As the thread title suggests, I'd like to explore what are the boundaries in suspension of disbelief, based on a few concepts.

* Inventory -- it has always been there, that intangible space that in many cases was a pocket dimension somewhere around the back or thighs. As far as I can tell, it feels only natural to be able to store an absurd amount of items where they could not possibly fit. In one idea I am having for a game, I would like the players to be animals (wolves, bears, cheetahs), and naturally enemies would drop loot. Would it be unacceptable to employ the inventory mechanic? As a designer who likes a degree of realism, this doesn't sit well with me, but as a player I barelly take notice of 2 ton hammers taking up the same space as a pebble. So far, I haven't seen a game that makes players play something that isn't at least remotelly human (and thus able to carry anything), so some input on this matter would be welcome.
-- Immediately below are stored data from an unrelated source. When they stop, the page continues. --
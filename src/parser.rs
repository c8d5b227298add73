//! Deserialize values from the Kafka wire format.
//!
//! All parsers operate on [`NomBytes`] so that record payloads can be sliced
//! out of the request buffer without copying.
use bytes::Bytes;
use nom::{
    IResult,
    bytes::complete::take,
    error::{ErrorKind, ParseError},
    multi::many_m_n,
    number::complete::{be_i16, be_i32, be_u8},
};
use nombytes::NomBytes;

use crate::constants::MAX_PROTOCOL_ARRAY_SIZE;

type ParseErr = nom::Err<nom::error::Error<NomBytes>>;

fn failure(s: NomBytes, kind: ErrorKind) -> ParseErr {
    nom::Err::Failure(nom::error::Error::new(s, kind))
}

/// Convert bytes to a validated UTF-8 string.
pub fn bytes_to_string(bytes: &Bytes) -> Result<String, ParseErr> {
    std::str::from_utf8(bytes)
        .map(str::to_owned)
        .map_err(|_| failure(NomBytes::from(bytes.as_ref()), ErrorKind::Verify))
}

/// Convert optional bytes to a validated UTF-8 string.
pub fn bytes_to_string_opt(bytes: Option<Bytes>) -> Result<Option<String>, ParseErr> {
    bytes.as_ref().map(bytes_to_string).transpose()
}

/// STRING: i16 length followed by that many bytes. Negative lengths are rejected.
pub fn parse_string(s: NomBytes) -> IResult<NomBytes, Bytes> {
    let (s, length) = be_i16(s)?;
    if length < 0 {
        return Err(failure(s, ErrorKind::LengthValue));
    }
    let (s, string) = take(length as usize)(s)?;
    Ok((s, string.into_bytes()))
}

/// STRING decoded straight into an owned UTF-8 `String`.
pub fn parse_utf8(s: NomBytes) -> IResult<NomBytes, String> {
    let (s, raw) = parse_string(s)?;
    Ok((s, bytes_to_string(&raw)?))
}

/// NULLABLE_STRING: i16 length, -1 meaning null.
pub fn parse_nullable_string(s: NomBytes) -> IResult<NomBytes, Option<Bytes>> {
    let (s, length) = be_i16(s)?;
    match length {
        -1 => Ok((s, None)),
        n if n < 0 => Err(failure(s, ErrorKind::LengthValue)),
        n => {
            let (s, string) = take(n as usize)(s)?;
            Ok((s, Some(string.into_bytes())))
        }
    }
}

/// NULLABLE_BYTES: i32 length, -1 meaning null.
pub fn parse_nullable_bytes(s: NomBytes) -> IResult<NomBytes, Option<Bytes>> {
    let (s, length) = be_i32(s)?;
    match length {
        -1 => Ok((s, None)),
        n if n < 0 => Err(failure(s, ErrorKind::LengthValue)),
        n => {
            let (s, data) = take(n as usize)(s)?;
            Ok((s, Some(data.into_bytes())))
        }
    }
}

/// ARRAY: i32 count followed by `count` elements. A null array (-1) is
/// returned as empty; counts above `MAX_PROTOCOL_ARRAY_SIZE` are rejected.
pub fn parse_array<O, E, F>(f: F) -> impl FnMut(NomBytes) -> IResult<NomBytes, Vec<O>, E>
where
    F: nom::Parser<NomBytes, O, E> + Copy,
    E: ParseError<NomBytes>,
{
    move |input: NomBytes| {
        let (i, length) = be_i32(input)?;
        if length == -1 {
            return Ok((i, vec![]));
        }
        if !(0..=MAX_PROTOCOL_ARRAY_SIZE).contains(&length) {
            return Err(nom::Err::Failure(E::from_error_kind(i, ErrorKind::TooLarge)));
        }
        many_m_n(length as usize, length as usize, f)(i)
    }
}

/// Unsigned LEB128 varint, at most 10 bytes.
pub fn parse_unsigned_varint(s: NomBytes) -> IResult<NomBytes, u64> {
    let mut result: u64 = 0;
    let mut remaining = s;
    for shift in (0..70).step_by(7) {
        let (s, b) = be_u8(remaining)?;
        remaining = s;
        result |= u64::from(b & 0x7F) << shift;
        if b & 0x80 == 0 {
            return Ok((remaining, result));
        }
    }
    Err(failure(remaining, ErrorKind::TooLarge))
}

/// Zig-zag encoded signed varint (i32 range).
pub fn parse_varint(s: NomBytes) -> IResult<NomBytes, i32> {
    let (s, raw) = parse_unsigned_varint(s)?;
    let raw = u32::try_from(raw).map_err(|_| failure(s.clone(), ErrorKind::TooLarge))?;
    Ok((s, ((raw >> 1) as i32) ^ -((raw & 1) as i32)))
}

/// Zig-zag encoded signed varlong.
pub fn parse_varlong(s: NomBytes) -> IResult<NomBytes, i64> {
    let (s, raw) = parse_unsigned_varint(s)?;
    Ok((s, ((raw >> 1) as i64) ^ -((raw & 1) as i64)))
}

/// COMPACT_NULLABLE_STRING: unsigned varint of `len + 1`, zero meaning null.
pub fn parse_compact_nullable_string(s: NomBytes) -> IResult<NomBytes, Option<Bytes>> {
    let (s, length) = parse_unsigned_varint(s)?;
    if length == 0 {
        return Ok((s, None));
    }
    let (s, string) = take((length - 1) as usize)(s)?;
    Ok((s, Some(string.into_bytes())))
}

/// Skip a tagged field section: varint count, then `(tag, size, bytes)` triples.
pub fn skip_tagged_fields(s: NomBytes) -> IResult<NomBytes, ()> {
    let (mut s, count) = parse_unsigned_varint(s)?;
    for _ in 0..count {
        let (remaining, _tag) = parse_unsigned_varint(s)?;
        let (remaining, size) = parse_unsigned_varint(remaining)?;
        let (remaining, _) = take(size as usize)(remaining)?;
        s = remaining;
    }
    Ok((s, ()))
}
* Items -- We are used to the fact that a legendary sword can look just like that crappy gray item you sold to the NPC a while ago. We care about numbers, and if something looks nice, all the better. Now, in the above mentioned game, where players are animals, it is hard to actaully "show" equipment worn on a character. The best solution I came up with is to present it in a manner of different tattoos, different coloured manes, larger teeth, maybe different expressions of faces. Would it be a feasible way to incorporate equipment worn? I mean, it sounds strange you can "take on and off" a set of large talons/teeth or change the colour/thickness of your fur in a flash. Again, as a designer this does not sit well with me, but as a gamer I would probably not take notice of it being awkward.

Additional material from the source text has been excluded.